As a sponsor to a 401(k) Plan, fiduciaries have a number of duties and one of the most important ones is to act in the best interest of plan participants and their beneficiaries. Another important thing for companies that sponsor a 401(k) Plan is to periodically set up a formal process of reviewing their plan and their service providers.
While the Department of Labor does not have a formal requirement for doing Requests for Proposals (“RFP’s”) and benchmarking their 401(k) Provider, it is recommended that plan Committee’s conduct a formal RFP at least every 3-5 years. The size of your 401(k) plan likely increases every few years through employee contributions made by plan participants no matter what the market is doing. A larger plan size plan may warrant a reduction in your plan’s expenses. The RFP process allows the Committee to see if their 401(k) Provider is still providing competitive services and fees. This is based on a number of factors including plan size, and if not competitive, it can show how far off the plan’s Provider is from the current marketplace. Based on these findings, a conversion or 401(k) Provider change doesn’t always have to be made, but the RFP process also allows the Plan Committee and their Advisor to negotiate with their current Provider, if their fees are found to not be competitive.

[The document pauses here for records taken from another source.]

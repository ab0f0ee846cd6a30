//! Trace-driven simulation utilities.
//!
//! Provides the access-trace loader and a replay driver that scores a
//! prefetcher's coverage and accuracy over a trace.

/// Trace replay with an outstanding-prefetch window.
pub mod replay;

/// Textual access trace parsing.
pub mod trace;

pub use replay::{Replay, ReplayReport};
pub use trace::{load_trace, parse_trace};
//! Global History Buffer Prefetcher.
//!
//! Drives one access through the whole pipeline:
//! 1. **Record:** truncate to a block address and insert into the history buffer.
//! 2. **Correlate:** rebuild the PC-keyed and page-keyed delta sequences.
//! 3. **Learn:** feed the available sequences to the pattern table.
//! 4. **Predict:** run the strategy cascade, preferring the PC-keyed sequence.
//! 5. **Synthesize:** turn deltas into block addresses and apply the page filter.
//!
//! # Performance
//!
//! - **Time Complexity:** O(P + D × E) per access, where P is the pattern
//!   length, D the effective degree and E the row width of the table.
//! - **Space Complexity:** O(H + R) where H is the history size and R the
//!   number of learned delta pairs.
//! - **Best Case:** Repeating delta sequences (linked structures walked in a
//!   fixed order, strided loops, stencil sweeps).
//! - **Worst Case:** Random access, where every pair is seen once and nothing
//!   clears the confidence threshold.

use super::Prefetcher;
use super::history::HistoryBuffer;
use super::index::CorrelationKey;
use super::pattern::PatternTable;
use super::predictor::{Prediction, PredictionContext, PredictionInput, Predictor, within};
use crate::common::addr::{LineGeometry, MemoryGeometry};
use crate::common::constants::LINE_SIZE;
use crate::common::data::{AccessEvent, PrefetchCandidate};
use crate::config::{GhbConfig, TuningConfig};
use crate::stats::PrefetchStats;

/// Outcome of turning ranked deltas into prefetch addresses.
#[derive(Debug, Clone, Default, PartialEq, Eq)]
pub struct Synthesis {
    /// Surviving candidates in issue order.
    pub candidates: Vec<PrefetchCandidate>,
    /// Candidates rejected by the page-crossing policy.
    pub dropped_cross_page: u64,
    /// Candidates whose address would wrap around the address space.
    pub dropped_overflow: u64,
}

/// GHB delta-correlation prefetcher.
#[derive(Debug)]
pub struct GhbPrefetcher<G: MemoryGeometry = LineGeometry> {
    config: GhbConfig,
    geometry: G,
    history: HistoryBuffer,
    patterns: PatternTable,
    predictor: Predictor,
    stats: PrefetchStats,
}

impl GhbPrefetcher<LineGeometry> {
    /// Creates a prefetcher over 64-byte lines and the configured page size.
    pub fn new(config: GhbConfig) -> Self {
        let geometry = LineGeometry::new(LINE_SIZE, config.page_bytes);
        Self::with_geometry(config, geometry)
    }
}

impl<G: MemoryGeometry> GhbPrefetcher<G> {
    /// Creates a prefetcher using the supplied address geometry.
    ///
    /// The configuration is clamped before use.
    pub fn with_geometry(config: GhbConfig, geometry: G) -> Self {
        let config = config.clamped();
        Self {
            history: HistoryBuffer::new(
                config.history_size,
                config.pattern_length,
                config.page_bytes,
                config.use_pc,
            ),
            patterns: PatternTable::new(config.tuning.pattern_table_capacity),
            predictor: Predictor::new(),
            stats: PrefetchStats::default(),
            geometry,
            config,
        }
    }

    /// Effective (clamped) configuration.
    pub fn config(&self) -> &GhbConfig {
        &self.config
    }

    /// Address geometry in use.
    pub fn geometry(&self) -> &G {
        &self.geometry
    }

    /// Statistics collected so far.
    pub fn stats(&self) -> &PrefetchStats {
        &self.stats
    }

    /// Clears the statistics without touching learned state.
    pub fn clear_stats(&mut self) {
        self.stats.clear();
    }

    /// History buffer (read-only).
    pub fn history(&self) -> &HistoryBuffer {
        &self.history
    }

    /// Pattern table (read-only).
    pub fn patterns(&self) -> &PatternTable {
        &self.patterns
    }

    /// Records the access, learns from it and returns the ranked deltas.
    ///
    /// Returns the block address of the access alongside the prediction, or
    /// `None` when there is not yet any related history to predict from.
    pub fn learn_and_predict(&mut self, access: &AccessEvent) -> Option<(u64, Prediction)> {
        self.stats.accesses += 1;

        let block = self.geometry.block_address(access.addr);
        let pc = access.pc.filter(|_| self.config.use_pc);
        let slot = self.history.insert(&AccessEvent { addr: block, pc })?;

        let pc_deltas = if pc.is_some() {
            self.history.chronological(slot, CorrelationKey::Pc)
        } else {
            Vec::new()
        };
        let page_deltas = self.history.chronological(slot, CorrelationKey::Page);

        if !pc_deltas.is_empty() {
            self.stats.pc_patterns += 1;
            self.patterns.update(&pc_deltas);
        }
        if !page_deltas.is_empty() {
            self.stats.page_patterns += 1;
            if page_deltas != pc_deltas {
                self.patterns.update(&page_deltas);
            }
        }
        self.stats.pattern_rows = self.patterns.len() as u64;
        self.stats.pattern_rows_refused = self.patterns.refused();

        let input = match (pc_deltas.is_empty(), page_deltas.is_empty()) {
            (false, false) => PredictionInput {
                primary: pc_deltas.as_slice(),
                secondary: Some(page_deltas.as_slice()),
            },
            (false, true) => PredictionInput::single(&pc_deltas),
            (true, false) => PredictionInput::single(&page_deltas),
            (true, true) => {
                self.stats.no_prediction += 1;
                tracing::trace!(block, slot, "ghb: no correlated history");
                return None;
            }
        };

        let ctx = PredictionContext {
            table: &self.patterns,
            config: &self.config,
        };
        let Some(prediction) = self.predictor.predict(&ctx, &input) else {
            self.stats.no_prediction += 1;
            tracing::trace!(block, slot, "ghb: no prediction");
            return None;
        };

        self.stats.record_source(prediction.source);
        tracing::trace!(
            block,
            slot,
            source = %prediction.source,
            deltas = ?prediction.deltas,
            "ghb: prediction"
        );
        Some((block, prediction))
    }

    /// Processes one access end to end and returns the prefetch candidates.
    pub fn calculate(&mut self, access: &AccessEvent) -> Vec<PrefetchCandidate> {
        let Some((block, prediction)) = self.learn_and_predict(access) else {
            return Vec::new();
        };
        let synthesis =
            synthesize(&self.geometry, &self.config.tuning, block, &prediction.deltas);
        self.stats.dropped_cross_page += synthesis.dropped_cross_page;
        self.stats.dropped_overflow += synthesis.dropped_overflow;
        self.stats.candidates_issued += synthesis.candidates.len() as u64;
        synthesis.candidates
    }

    /// Clears history, both correlation indices, the sequence counter and the
    /// pattern table. Statistics are kept; see [`clear_stats`](Self::clear_stats).
    pub fn reset(&mut self) {
        self.history.reset();
        self.patterns.clear();
        self.stats.pattern_rows = 0;
        tracing::debug!("ghb: state reset");
    }
}

impl<G: MemoryGeometry> Prefetcher for GhbPrefetcher<G> {
    fn observe(&mut self, access: &AccessEvent) -> Vec<PrefetchCandidate> {
        self.calculate(access)
    }

    fn reset(&mut self) {
        Self::reset(self);
    }
}

/// Returns the stride when `deltas` starts as `s, 2s, 3s` (first three checked).
///
/// Requires at least two deltas and `0 < |s| < stride_limit`.
pub fn progression_stride(deltas: &[i64], stride_limit: i64) -> Option<i64> {
    let (&base, rest) = deltas.split_first()?;
    if rest.is_empty() || base == 0 || !within(base, stride_limit) {
        return None;
    }
    rest.iter()
        .take(2)
        .zip(2_i64..)
        .all(|(&d, k)| d == base.saturating_mul(k))
        .then_some(base)
}

/// Turns ranked deltas into block addresses relative to `block`.
///
/// Arithmetic progressions are projected cumulatively (`block + k * stride`);
/// other deltas are applied to `block` independently. A candidate on another
/// page survives only when the progression stride, the delta itself, or a
/// backward delta is small enough per `tuning`.
pub fn synthesize<G: MemoryGeometry + ?Sized>(
    geometry: &G,
    tuning: &TuningConfig,
    block: u64,
    deltas: &[i64],
) -> Synthesis {
    let stride = progression_stride(deltas, tuning.stride_limit);
    let mut out = Synthesis::default();

    for (i, &delta) in deltas.iter().enumerate() {
        if delta == 0 {
            continue;
        }
        let offset = stride.map_or(delta, |s| s.saturating_mul(i as i64 + 1));
        let Some(addr) = block.checked_add_signed(offset) else {
            out.dropped_overflow += 1;
            continue;
        };
        if !geometry.same_page(block, addr) && !may_cross_page(tuning, stride, delta) {
            out.dropped_cross_page += 1;
            continue;
        }
        out.candidates.push(PrefetchCandidate::new(addr));
    }
    out
}

fn may_cross_page(tuning: &TuningConfig, stride: Option<i64>, delta: i64) -> bool {
    stride.is_some_and(|s| within(s, tuning.cross_page_stride_limit))
        || within(delta, tuning.cross_page_delta_limit)
        || (delta < 0 && within(delta, tuning.cross_page_backward_limit))
}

The Retirement Plan Industry is highly competitive and has undergone a number of changes in the past 10-15 years. There are many 401(k) Providers that have either left the market or been acquired which has changed the landscape of the 401(k) marketplace for Providers and Third-Party Administrators. Expenses, products, and service offerings can be updated and changed frequently. In the absence of an RFP, or at least a fee benchmarking for your 401(k) Plan, the Fiduciary will not know whether their current fees and services are still competitive and in the best interest of their plan participants.
Going through this formal, documented and prudent process periodically is one of the best things Plan Sponsors and 401(k) Committees can do to help meet their Fiduciary obligations. It can also help make sure they are offering a competitive Plan and Retirement Benefit for their employees.